The last issue raised in this appeal is against the confirmation of addition of R.30,77,616/- towards loss on account of embezzlement. The factual matrix of this ground is that the assessee debited a sum of Rs.30.77 lakh to its Profit and Loss Account towards loss due to embezzlement. On being called upon to furnish the details of the parties from whom the cash was collected which was claimed to have been embezzled by Shri Rahul Kulkarni, the assessee submitted certain details by putting forth that Shri Rahul Kulkarni was working as Marketing Officer for last three years. He collected cash from various customers but did not give it back fully to the assessee-firm. A photocopy of letter dated 14.03.2013 filed with the Police Inspector, Haveli Police Station in this regard was also filed. The assessee also furnished a photocopy of confirmation from Shri Rahul Kulkarni showing cash collected from the customers, which was not deposited with the assessee firm. A total sum of Rs.49,15,456 was collected by Shri Rahul Kulkarni, out of which sum of Rs.2,98,700 lakh was recovered from the contractor and sum of Rs.15,39,140 was recovered from Shri Rahul Kulkarni, leaving balance of Rs.30.77 lakh that was claimed by the assessee as deduction. The AO made addition for the said amount on the ground that the assessee could not produce Shri Rahul Kulkarni and that his whereabouts were also not given. The ld. CIT(A) affirmed the addition.
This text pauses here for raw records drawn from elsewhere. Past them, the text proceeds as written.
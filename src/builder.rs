use serde::Serialize;

#[cfg(feature = "clap")]
use crate::cli::ArgvSource;
use crate::env::EnvSource;
use crate::error::LayerfigError;
use crate::file;
use crate::namespace::Namespace;
use crate::resolve::{self, Layer, ResolveInput, Resolved};
use crate::source::{MapSource, ValueSource};
use crate::types::{SearchMode, SearchPath, Tier};
use crate::value::Value;

/// Entry point for building a layerfig configuration.
pub struct Layerfig;

impl Layerfig {
    pub fn builder() -> LayerfigBuilder {
        LayerfigBuilder::new()
    }
}

/// Builder for declaring a schema and the sources that fill it.
///
/// Sources are grouped into [`Tier`]s. Within a tier, sources added later win;
/// across tiers, [`tier_order()`](Self::tier_order) decides. Config files found
/// through [`search_paths()`](Self::search_paths) come first in the file tier,
/// ahead of any added with [`file()`](Self::file). Likewise the process
/// environment comes first in the environment tier.
pub struct LayerfigBuilder {
    schemas: Vec<Namespace>,
    sources: Vec<(Tier, Box<dyn ValueSource>)>,
    app_name: Option<String>,
    file_name: Option<String>,
    search_paths: Option<Vec<SearchPath>>,
    search_mode: SearchMode,
    env_prefix: Option<String>,
    env_enabled: bool,
    strict: bool,
    tier_order: Vec<Tier>,
    cli_overrides: Vec<(String, Value)>,
}

impl LayerfigBuilder {
    fn new() -> Self {
        Self {
            schemas: Vec::new(),
            sources: Vec::new(),
            app_name: None,
            file_name: None,
            search_paths: None,
            search_mode: SearchMode::default(),
            env_prefix: None,
            env_enabled: true,
            strict: true,
            tier_order: Tier::DEFAULT_ORDER.to_vec(),
            cli_overrides: Vec::new(),
        }
    }

    /// Add a schema. Several schemas are unioned before resolution.
    pub fn schema(mut self, schema: Namespace) -> Self {
        self.schemas.push(schema);
        self
    }

    /// Add a source at `tier`.
    pub fn source(mut self, tier: Tier, source: impl ValueSource + 'static) -> Self {
        self.sources.push((tier, Box::new(source)));
        self
    }

    /// Add a config file. `.json` files are read as JSON, anything else as TOML.
    pub fn file(mut self, path: impl Into<std::path::PathBuf>) -> Self {
        self.sources
            .push((Tier::File, file::source_for_path(path.into())));
        self
    }

    /// Add an override mapping at [`Tier::Override`].
    pub fn override_values(self, source: impl ValueSource + 'static) -> Self {
        self.source(Tier::Override, source)
    }

    /// Parse `args` (without the program name) against the schema at
    /// [`Tier::CommandLine`].
    #[cfg(feature = "clap")]
    pub fn argv<I, T>(self, args: I) -> Self
    where
        I: IntoIterator<Item = T>,
        T: Into<String>,
    {
        self.source(Tier::CommandLine, ArgvSource::new(args))
    }

    /// Set the application name. This derives sensible defaults:
    /// - `file_name` → `"{app_name}.toml"`
    /// - `search_paths` → `[SearchPath::Platform]`
    /// - `env_prefix` → `"{APP_NAME}"` (uppercased)
    pub fn app_name(mut self, name: &str) -> Self {
        self.app_name = Some(name.to_string());
        self
    }

    /// Override the config file name (default: `"{app_name}.toml"`).
    pub fn file_name(mut self, name: &str) -> Self {
        self.file_name = Some(name.to_string());
        self
    }

    /// Replace the default search paths entirely.
    ///
    /// Paths are listed in **priority-ascending** order: the last entry has the
    /// highest priority. See [`SearchPath`] for the available variants.
    pub fn search_paths(mut self, paths: Vec<SearchPath>) -> Self {
        self.search_paths = Some(paths);
        self
    }

    /// Append a search path without replacing the defaults.
    /// If no paths have been set yet, starts from the default `[Platform]`.
    pub fn add_search_path(mut self, path: SearchPath) -> Self {
        self.search_paths
            .get_or_insert_with(|| vec![SearchPath::Platform])
            .push(path);
        self
    }

    /// Set the search mode (default: [`SearchMode::Merge`]).
    pub fn search_mode(mut self, mode: SearchMode) -> Self {
        self.search_mode = mode;
        self
    }

    /// Override the environment variable prefix (default: uppercased `app_name`).
    pub fn env_prefix(mut self, prefix: &str) -> Self {
        self.env_prefix = Some(prefix.to_string());
        self
    }

    /// Disable environment variable loading entirely.
    pub fn no_env(mut self) -> Self {
        self.env_enabled = false;
        self
    }

    /// Enable or disable strict mode (default: `true`).
    /// In strict mode, a source supplying a key the schema does not declare
    /// is an error. Otherwise such keys end up in [`Resolved::unused`].
    pub fn strict(mut self, strict: bool) -> Self {
        self.strict = strict;
        self
    }

    /// Set the tier precedence, lowest first. Every tier must appear once.
    pub fn tier_order(mut self, order: Vec<Tier>) -> Self {
        self.tier_order = order;
        self
    }

    /// Add a CLI override. `None` values are ignored (useful for optional clap args).
    pub fn cli_override<V: Into<Value>>(mut self, key: &str, value: Option<V>) -> Self {
        if let Some(v) = value {
            self.cli_overrides.push((key.to_string(), v.into()));
        }
        self
    }

    /// Add CLI overrides from any serializable source, auto-matching by field name.
    ///
    /// Serializes `source` into flat key-value pairs and skips `None` values.
    /// Keys that match no option are dropped at resolution time, so clap-only
    /// fields like `command` or `verbose` are automatically excluded.
    ///
    /// Composes with [`cli_override`](Self::cli_override): both push to the same
    /// override list. Later calls take precedence.
    pub fn cli_overrides_from<S: Serialize>(mut self, source: &S) -> Result<Self, LayerfigError> {
        let flat = MapSource::from_serialize(source)?;
        self.cli_overrides.extend(
            flat.values()
                .iter()
                .map(|(k, v)| (k.clone(), v.clone())),
        );
        Ok(self)
    }

    /// Resolve the effective file name, or error if there is nothing to derive it from.
    fn effective_file_name(&self) -> Result<String, LayerfigError> {
        if let Some(name) = &self.file_name {
            return Ok(name.clone());
        }
        let app = self
            .app_name
            .as_deref()
            .ok_or(LayerfigError::AppNameRequired)?;
        Ok(format!("{app}.toml"))
    }

    /// The search paths to use, or `None` when file discovery is off.
    fn effective_search_paths(&self) -> Option<Vec<SearchPath>> {
        if let Some(paths) = &self.search_paths {
            return Some(paths.clone());
        }
        self.app_name.as_ref().map(|_| vec![SearchPath::Platform])
    }

    /// Resolve the effective env prefix (None if env disabled or underivable).
    fn effective_env_prefix(&self) -> Option<String> {
        if !self.env_enabled {
            return None;
        }
        if let Some(prefix) = &self.env_prefix {
            return Some(prefix.clone());
        }
        self.app_name.as_ref().map(|app| app.to_uppercase())
    }

    /// Config files found on the search paths, as file-tier sources.
    fn collect_sources(&self) -> Result<Vec<(Tier, Box<dyn ValueSource>)>, LayerfigError> {
        let mut sources: Vec<(Tier, Box<dyn ValueSource>)> = Vec::new();

        if let Some(search_paths) = self.effective_search_paths() {
            let file_name = self.effective_file_name()?;
            let app_name = self.app_name.as_deref().unwrap_or(&file_name);
            for path in
                file::discover_config_files(&search_paths, &file_name, app_name, self.search_mode)?
            {
                sources.push((Tier::File, file::source_for_path(path)));
            }
        }

        Ok(sources)
    }

    /// Union the schemas and read every source into layers.
    ///
    /// `env_vars` stands in for the process environment. That layer is read
    /// first in [`Tier::Environment`], so sources added at the same tier with
    /// [`source()`](Self::source) win over it.
    fn build_input(&self, env_vars: Vec<(String, String)>) -> Result<ResolveInput, LayerfigError> {
        let schema = Namespace::union(self.schemas.iter().cloned())?;
        let ignore_mismatches = !self.strict;

        let mut layers = Vec::new();
        let mut read = |tier: Tier, source: &dyn ValueSource| -> Result<(), LayerfigError> {
            let values = source.get_values(&schema, ignore_mismatches)?;
            tracing::debug!(origin = %source.origin(), %tier, keys = values.len(), "read source");
            layers.push(Layer {
                tier,
                origin: source.origin(),
                values,
            });
            Ok(())
        };

        for (tier, source) in self.collect_sources()? {
            read(tier, source.as_ref())?;
        }
        if let Some(prefix) = self.effective_env_prefix() {
            read(Tier::Environment, &EnvSource::new(&prefix, env_vars))?;
        }
        for (tier, source) in &self.sources {
            read(*tier, source.as_ref())?;
        }
        if !self.cli_overrides.is_empty() {
            let known = self
                .cli_overrides
                .iter()
                .filter(|(key, _)| schema.contains_option(key))
                .fold(MapSource::new("command line overrides"), |source, (key, value)| {
                    source.insert(key, value.clone())
                });
            read(Tier::CommandLine, &known)?;
        }

        Ok(ResolveInput {
            schema,
            layers,
            tier_order: self.tier_order.clone(),
        })
    }

    /// Union the schemas, read every source, and resolve.
    pub fn resolve(self) -> Result<Resolved, LayerfigError> {
        let input = self.build_input(std::env::vars().collect())?;
        resolve::resolve(input)
    }
}
//! Command-line arguments as a value source.
//!
//! Compiled only when the `clap` Cargo feature is enabled (on by default).
//! The parser is built from the schema at resolution time: every option gets
//! a long flag named after its dotted path, a short flag from its
//! `short_form`, and its doc as help text.
//!
//! ```text
//! --port 3000 --database.pool_size=20 -d
//! ```
//!
//! Boolean options may be given without a value, meaning `true`.
//!
//! Arguments are split against the schema before clap sees them. Flags the
//! schema does not declare are pulled out with their value (or `true` when
//! none follows), so in lenient mode they reach [`Resolved::unused`] and the
//! known flags around them still parse.
//!
//! [`Resolved::unused`]: crate::Resolved::unused

use std::collections::HashMap;
use std::iter::Peekable;

use clap::error::{ContextKind, ContextValue, ErrorKind};
use clap::{Arg, ArgAction, Command};

use crate::error::LayerfigError;
use crate::namespace::Namespace;
use crate::option::ConfigOption;
use crate::source::{ValueMap, ValueSource};
use crate::value::{Value, ValueKind};

const ORIGIN: &str = "command line";

/// Values from command-line arguments (without the program name).
#[derive(Debug, Clone, Default, PartialEq)]
pub struct ArgvSource {
    args: Vec<String>,
}

impl ArgvSource {
    pub fn new<I, T>(args: I) -> Self
    where
        I: IntoIterator<Item = T>,
        T: Into<String>,
    {
        Self {
            args: args.into_iter().map(Into::into).collect(),
        }
    }

    /// The process arguments, minus the program name.
    pub fn from_env() -> Self {
        Self::new(std::env::args().skip(1))
    }

    /// The clap command for `schema`.
    ///
    /// Fails with [`LayerfigError::SchemaConflict`] when two options claim the
    /// same short form.
    pub fn command(schema: &Namespace) -> Result<Command, LayerfigError> {
        let mut command = Command::new("layerfig")
            .no_binary_name(true)
            .disable_help_flag(true)
            .disable_version_flag(true)
            .args_override_self(true);
        let mut shorts: HashMap<char, String> = HashMap::new();

        for entry in schema.leaves() {
            let mut arg = Arg::new(entry.path.clone())
                .long(entry.path.clone())
                .action(ArgAction::Set)
                .allow_negative_numbers(true);

            if let Some(short) = entry.option.short_form() {
                if let Some(previous) = shorts.insert(short, entry.path.clone()) {
                    return Err(LayerfigError::SchemaConflict {
                        key: entry.path,
                        reason: format!("short form '-{short}' is already used by '{previous}'"),
                    });
                }
                arg = arg.short(short);
            }
            if let Some(doc) = entry.option.doc() {
                arg = arg.help(doc.to_string());
            }
            if is_flag(entry.option) {
                arg = arg.num_args(0..=1).default_missing_value("true");
            } else {
                arg = arg.allow_hyphen_values(true);
            }
            command = command.arg(arg);
        }
        Ok(command)
    }
}

fn is_flag(option: &ConfigOption) -> bool {
    option.converter().and_then(|c| c.kind()) == Some(ValueKind::Bool)
}

/// Arguments sorted by whether the schema declares them.
#[derive(Debug, Default)]
struct SplitArgs {
    /// Tokens for clap, in their original order.
    known: Vec<String>,
    /// Undeclared flags and the value each one carried.
    unknown: ValueMap,
    /// Positional tokens no flag claimed.
    stray: Vec<String>,
}

impl ArgvSource {
    fn split(&self, schema: &Namespace) -> SplitArgs {
        let shorts: HashMap<char, &ConfigOption> = schema
            .leaves()
            .filter_map(|entry| entry.option.short_form().map(|c| (c, entry.option)))
            .collect();

        let mut split = SplitArgs::default();
        let mut args = self.args.iter().peekable();
        while let Some(arg) = args.next() {
            if arg == "--" {
                split.stray.extend(args.by_ref().cloned());
                break;
            }

            if let Some(long) = arg.strip_prefix("--") {
                let (name, inline) = match long.split_once('=') {
                    Some((name, value)) => (name, Some(value)),
                    None => (long, None),
                };
                match schema.option(name) {
                    Some(option) => {
                        split.known.push(arg.clone());
                        if inline.is_none() {
                            take_value(option, &mut args, &mut split.known);
                        }
                    }
                    None => {
                        let value = match inline {
                            Some(value) => value.to_string(),
                            None => unknown_value(&mut args),
                        };
                        split.unknown.insert(name.to_string(), Value::Text(value));
                    }
                }
                continue;
            }

            let cluster = match arg.strip_prefix('-') {
                Some(cluster) if !cluster.is_empty() && cluster.parse::<f64>().is_err() => cluster,
                _ => {
                    split.stray.push(arg.clone());
                    continue;
                }
            };

            // The first character names the option; anything after it is that
            // option's value (`-p80`).
            let mut chars = cluster.chars();
            match chars.next().and_then(|c| shorts.get(&c).copied()) {
                Some(option) => {
                    split.known.push(arg.clone());
                    if chars.as_str().is_empty() {
                        take_value(option, &mut args, &mut split.known);
                    }
                }
                None => {
                    let value = unknown_value(&mut args);
                    split.unknown.insert(cluster.to_string(), Value::Text(value));
                }
            }
        }
        split
    }
}

/// Move the value token that follows a known flag, if it has one. Non-flag
/// options always take the next token, so `--port -1` keeps its negative value.
fn take_value<'a, I>(option: &ConfigOption, args: &mut Peekable<I>, known: &mut Vec<String>)
where
    I: Iterator<Item = &'a String>,
{
    let value = if is_flag(option) {
        args.next_if(|next| !next.starts_with('-'))
    } else {
        args.next()
    };
    if let Some(value) = value {
        known.push(value.clone());
    }
}

fn unknown_value<'a, I>(args: &mut Peekable<I>) -> String
where
    I: Iterator<Item = &'a String>,
{
    args.next_if(|next| !next.starts_with('-'))
        .cloned()
        .unwrap_or_else(|| "true".to_string())
}

fn unknown_argument(err: clap::Error) -> LayerfigError {
    if err.kind() == ErrorKind::UnknownArgument
        && let Some(ContextValue::String(arg)) = err.get(ContextKind::InvalidArg)
    {
        let key = arg.trim_start_matches('-');
        let key = key.split_once('=').map_or(key, |(name, _)| name);
        return LayerfigError::UnknownKeys(vec![LayerfigError::UnknownKey {
            key: key.to_string(),
            origin: ORIGIN.into(),
        }]);
    }
    LayerfigError::CommandLine(err)
}

impl ValueSource for ArgvSource {
    fn origin(&self) -> String {
        ORIGIN.into()
    }

    /// With `ignore_mismatches`, undeclared flags are returned alongside the
    /// declared ones and stray positional arguments are dropped. Otherwise
    /// either one is an error.
    fn get_values(
        &self,
        context: &Namespace,
        ignore_mismatches: bool,
    ) -> Result<ValueMap, LayerfigError> {
        let command = Self::command(context)?;
        let SplitArgs {
            mut known,
            unknown,
            stray,
        } = self.split(context);

        if !ignore_mismatches && !unknown.is_empty() {
            return Err(LayerfigError::UnknownKeys(
                unknown
                    .into_keys()
                    .map(|key| LayerfigError::UnknownKey {
                        key,
                        origin: ORIGIN.into(),
                    })
                    .collect(),
            ));
        }
        if ignore_mismatches {
            if !stray.is_empty() {
                tracing::debug!(args = ?stray, "ignoring positional arguments");
            }
        } else {
            known.extend(stray);
        }

        let matches = command
            .try_get_matches_from(&known)
            .map_err(unknown_argument)?;

        let mut values = unknown;
        for entry in context.leaves() {
            if let Some(raw) = matches.get_one::<String>(&entry.path) {
                values.insert(entry.path, Value::Text(raw.clone()));
            }
        }
        Ok(values)
    }
}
We have heard both the sides. Page 84 of paper book is a signed statement of Shri Rahul Kulkarni admitting receipt of cash from certain customers, which was not handed over to the assessee firm. Page 105 is an account of stamp duty etc. collected by Shri Rahul Kulkarni which was also not handed over to the firm. This statement is also duly signed by him admitting that he collected the cash to that extent but did not pass it over to the assessee. Thus, it is evident that Sh. Rahul Kulkarni collected the amounts but did not give back to the assessee firm. The assessee lodged a police complaint in this regard and a copy of police complaint has also been placed on record. Our attention was also drawn towards accounts of the parties from whom cash was collected by Shri Rahul Kulkarni. The amounts so collected and embezzled by Shri Rahul Kulkarni have been credited to the respective parties’ accounts with the debit to loss on embezzlement account. Before such entries, the assessee debited full amount of sales including the amount embezzled to the accounts of respective parties accounts, which was credited to the Sales account. It means that the amount embezzled by Shri Rahul Kulkarni has been accounted for in the figure of Sales offered by the assessee and since the amount was embezzled, the assessee claimed a deduction for the same. On a specific query, the ld. AR submitted that whereabouts of Shri Rahul Kulkarni were not known as he left the place and there is no further information about him. On the question of status of the police complaint, the ld. AR submitted that nothing has transpired so far towards recovery of any amount. These facts indicate that the amount embezzled by Shri Rahul Kulkarni has become irrecoverable and the same should be allowed as deduction. We, therefore, overturn the impugned order and grant deduction for the amount embezzled. It is clarified that as and when the recovery is made from Shri Rahul Kulkarni, the same should be offered for taxation.
In the result, the appeal is partly allowed. Order pronounced in the Open Court on 6th August, 2021.